WHAT TO PRODUCE >>
Of all the lines in the entries below, give again exactly those starting at the line containing "impl fmt::Display for" and ending at the line containing "assert!(Version::new(20, 1, 0).meets(&minimum));", both ends included, and no others.
SOURCE MATERIAL Block Start
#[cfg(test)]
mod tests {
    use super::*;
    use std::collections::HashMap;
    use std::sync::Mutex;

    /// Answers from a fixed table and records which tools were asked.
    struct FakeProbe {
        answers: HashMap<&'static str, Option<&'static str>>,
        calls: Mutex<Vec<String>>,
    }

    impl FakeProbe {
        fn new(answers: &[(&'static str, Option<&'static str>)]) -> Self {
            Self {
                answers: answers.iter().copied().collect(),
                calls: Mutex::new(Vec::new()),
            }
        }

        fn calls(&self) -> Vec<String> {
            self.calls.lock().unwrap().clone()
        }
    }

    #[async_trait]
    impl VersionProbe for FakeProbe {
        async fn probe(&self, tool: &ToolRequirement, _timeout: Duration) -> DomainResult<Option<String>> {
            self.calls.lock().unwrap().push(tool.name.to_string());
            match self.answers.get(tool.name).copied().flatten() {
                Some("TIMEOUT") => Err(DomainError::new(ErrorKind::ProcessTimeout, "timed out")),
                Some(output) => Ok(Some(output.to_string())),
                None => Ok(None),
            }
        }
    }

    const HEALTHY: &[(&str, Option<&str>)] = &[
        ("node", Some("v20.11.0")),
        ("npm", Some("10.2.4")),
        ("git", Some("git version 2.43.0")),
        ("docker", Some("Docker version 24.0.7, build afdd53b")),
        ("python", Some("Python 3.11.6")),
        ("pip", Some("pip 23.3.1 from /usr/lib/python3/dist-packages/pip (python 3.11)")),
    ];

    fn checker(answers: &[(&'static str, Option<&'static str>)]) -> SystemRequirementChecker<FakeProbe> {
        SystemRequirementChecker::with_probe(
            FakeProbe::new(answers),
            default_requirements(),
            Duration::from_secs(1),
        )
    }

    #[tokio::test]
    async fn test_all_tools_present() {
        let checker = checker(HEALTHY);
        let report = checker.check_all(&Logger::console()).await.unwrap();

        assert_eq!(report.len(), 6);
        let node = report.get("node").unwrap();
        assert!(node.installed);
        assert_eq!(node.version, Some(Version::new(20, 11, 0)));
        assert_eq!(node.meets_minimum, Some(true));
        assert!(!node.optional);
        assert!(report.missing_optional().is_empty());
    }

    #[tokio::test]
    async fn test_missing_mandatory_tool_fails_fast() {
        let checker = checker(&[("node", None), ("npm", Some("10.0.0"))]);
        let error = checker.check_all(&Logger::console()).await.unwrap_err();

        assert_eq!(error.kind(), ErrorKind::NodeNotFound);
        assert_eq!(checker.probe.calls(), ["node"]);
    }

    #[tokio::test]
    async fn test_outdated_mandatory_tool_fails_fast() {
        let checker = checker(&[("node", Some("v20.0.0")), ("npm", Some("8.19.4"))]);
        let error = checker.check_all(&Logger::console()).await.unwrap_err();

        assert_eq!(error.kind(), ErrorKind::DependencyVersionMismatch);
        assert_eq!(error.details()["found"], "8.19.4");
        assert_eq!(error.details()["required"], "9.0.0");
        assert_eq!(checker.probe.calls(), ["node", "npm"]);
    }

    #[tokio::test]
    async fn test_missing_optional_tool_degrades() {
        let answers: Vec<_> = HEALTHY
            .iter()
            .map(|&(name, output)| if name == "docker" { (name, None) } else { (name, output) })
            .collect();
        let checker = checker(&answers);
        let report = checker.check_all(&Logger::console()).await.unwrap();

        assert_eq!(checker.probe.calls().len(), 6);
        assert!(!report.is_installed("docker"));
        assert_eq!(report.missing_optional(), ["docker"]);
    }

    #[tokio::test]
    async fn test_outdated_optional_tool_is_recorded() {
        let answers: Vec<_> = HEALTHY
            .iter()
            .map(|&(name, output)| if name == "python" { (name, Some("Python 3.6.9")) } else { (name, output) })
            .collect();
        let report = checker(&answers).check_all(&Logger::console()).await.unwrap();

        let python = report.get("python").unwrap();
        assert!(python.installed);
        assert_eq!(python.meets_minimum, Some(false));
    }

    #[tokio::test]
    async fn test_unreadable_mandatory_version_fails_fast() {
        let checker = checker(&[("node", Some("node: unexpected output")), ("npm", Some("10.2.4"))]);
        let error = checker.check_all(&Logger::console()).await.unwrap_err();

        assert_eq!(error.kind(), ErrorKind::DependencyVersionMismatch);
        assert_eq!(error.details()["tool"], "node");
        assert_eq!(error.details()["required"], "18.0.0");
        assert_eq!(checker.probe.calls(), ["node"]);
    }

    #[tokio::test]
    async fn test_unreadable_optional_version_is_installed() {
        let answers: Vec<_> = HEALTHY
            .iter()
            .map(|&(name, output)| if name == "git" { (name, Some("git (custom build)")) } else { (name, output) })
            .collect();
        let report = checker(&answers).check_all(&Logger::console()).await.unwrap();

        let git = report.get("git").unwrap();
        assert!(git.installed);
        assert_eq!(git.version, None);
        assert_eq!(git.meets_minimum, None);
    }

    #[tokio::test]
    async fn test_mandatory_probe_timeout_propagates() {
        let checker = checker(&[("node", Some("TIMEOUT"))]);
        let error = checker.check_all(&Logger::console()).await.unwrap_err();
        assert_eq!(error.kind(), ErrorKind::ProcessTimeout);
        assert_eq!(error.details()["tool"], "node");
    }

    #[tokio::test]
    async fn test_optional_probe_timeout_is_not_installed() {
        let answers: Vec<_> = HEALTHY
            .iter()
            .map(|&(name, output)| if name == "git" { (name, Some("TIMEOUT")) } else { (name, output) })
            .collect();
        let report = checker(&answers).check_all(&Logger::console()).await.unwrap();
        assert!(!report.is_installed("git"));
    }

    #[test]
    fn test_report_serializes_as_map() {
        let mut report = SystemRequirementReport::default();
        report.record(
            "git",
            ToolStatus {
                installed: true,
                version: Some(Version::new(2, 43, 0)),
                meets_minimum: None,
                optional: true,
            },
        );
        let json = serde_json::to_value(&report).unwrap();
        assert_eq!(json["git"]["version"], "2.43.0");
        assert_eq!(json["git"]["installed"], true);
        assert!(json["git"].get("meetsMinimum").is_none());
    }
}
SOURCE MATERIAL Block End
SOURCE MATERIAL Block Start
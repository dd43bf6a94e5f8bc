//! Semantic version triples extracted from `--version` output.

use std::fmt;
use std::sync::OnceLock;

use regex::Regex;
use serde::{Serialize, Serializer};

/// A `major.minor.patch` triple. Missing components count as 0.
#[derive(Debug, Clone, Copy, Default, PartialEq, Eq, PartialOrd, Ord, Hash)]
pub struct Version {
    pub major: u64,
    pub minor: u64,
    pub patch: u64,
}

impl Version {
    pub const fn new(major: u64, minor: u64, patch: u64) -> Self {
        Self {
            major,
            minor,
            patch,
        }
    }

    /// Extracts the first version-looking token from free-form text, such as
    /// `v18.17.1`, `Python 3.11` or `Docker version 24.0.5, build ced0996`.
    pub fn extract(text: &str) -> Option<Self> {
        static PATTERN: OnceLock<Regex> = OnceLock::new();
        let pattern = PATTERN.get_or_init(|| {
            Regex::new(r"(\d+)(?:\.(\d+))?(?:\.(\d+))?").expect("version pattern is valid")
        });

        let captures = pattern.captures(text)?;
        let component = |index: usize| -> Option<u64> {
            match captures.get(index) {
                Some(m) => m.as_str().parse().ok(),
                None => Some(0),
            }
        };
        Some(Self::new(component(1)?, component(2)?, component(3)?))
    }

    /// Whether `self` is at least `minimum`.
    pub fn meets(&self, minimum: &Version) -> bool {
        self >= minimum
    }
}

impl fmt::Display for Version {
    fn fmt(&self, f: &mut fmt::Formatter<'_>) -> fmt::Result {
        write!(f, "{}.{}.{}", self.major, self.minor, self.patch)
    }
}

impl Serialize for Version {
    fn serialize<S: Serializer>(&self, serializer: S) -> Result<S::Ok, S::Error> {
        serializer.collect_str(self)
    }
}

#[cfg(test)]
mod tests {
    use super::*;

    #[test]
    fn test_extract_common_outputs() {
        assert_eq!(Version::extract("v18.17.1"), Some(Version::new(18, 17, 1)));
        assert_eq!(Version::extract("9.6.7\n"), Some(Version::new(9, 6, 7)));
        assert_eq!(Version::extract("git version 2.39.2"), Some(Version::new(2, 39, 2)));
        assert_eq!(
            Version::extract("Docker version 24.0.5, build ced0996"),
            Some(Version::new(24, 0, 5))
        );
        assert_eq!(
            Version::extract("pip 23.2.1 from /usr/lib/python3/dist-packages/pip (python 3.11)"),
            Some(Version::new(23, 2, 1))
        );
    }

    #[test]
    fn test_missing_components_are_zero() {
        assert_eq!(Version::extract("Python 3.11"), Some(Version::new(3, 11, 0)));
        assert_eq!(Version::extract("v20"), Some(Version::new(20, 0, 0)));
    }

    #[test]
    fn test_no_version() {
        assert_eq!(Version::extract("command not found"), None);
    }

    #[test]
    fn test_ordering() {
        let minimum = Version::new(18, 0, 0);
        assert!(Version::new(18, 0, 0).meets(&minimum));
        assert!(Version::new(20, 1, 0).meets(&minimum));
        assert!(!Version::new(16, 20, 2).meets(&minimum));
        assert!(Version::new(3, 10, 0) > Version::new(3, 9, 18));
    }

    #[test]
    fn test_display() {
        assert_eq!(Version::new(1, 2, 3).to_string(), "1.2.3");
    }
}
SOURCE MATERIAL Block End
SOLUTION >>
impl fmt::Display for Version {
    fn fmt(&self, f: &mut fmt::Formatter<'_>) -> fmt::Result {
        write!(f, "{}.{}.{}", self.major, self.minor, self.patch)
    }
}

impl Serialize for Version {
    fn serialize<S: Serializer>(&self, serializer: S) -> Result<S::Ok, S::Error> {
        serializer.collect_str(self)
    }
}

#[cfg(test)]
mod tests {
    use super::*;

    #[test]
    fn test_extract_common_outputs() {
        assert_eq!(Version::extract("v18.17.1"), Some(Version::new(18, 17, 1)));
        assert_eq!(Version::extract("9.6.7\n"), Some(Version::new(9, 6, 7)));
        assert_eq!(Version::extract("git version 2.39.2"), Some(Version::new(2, 39, 2)));
        assert_eq!(
            Version::extract("Docker version 24.0.5, build ced0996"),
            Some(Version::new(24, 0, 5))
        );
        assert_eq!(
            Version::extract("pip 23.2.1 from /usr/lib/python3/dist-packages/pip (python 3.11)"),
            Some(Version::new(23, 2, 1))
        );
    }

    #[test]
    fn test_missing_components_are_zero() {
        assert_eq!(Version::extract("Python 3.11"), Some(Version::new(3, 11, 0)));
        assert_eq!(Version::extract("v20"), Some(Version::new(20, 0, 0)));
    }

    #[test]
    fn test_no_version() {
        assert_eq!(Version::extract("command not found"), None);
    }

    #[test]
    fn test_ordering() {
        let minimum = Version::new(18, 0, 0);
        assert!(Version::new(18, 0, 0).meets(&minimum));
        assert!(Version::new(20, 1, 0).meets(&minimum));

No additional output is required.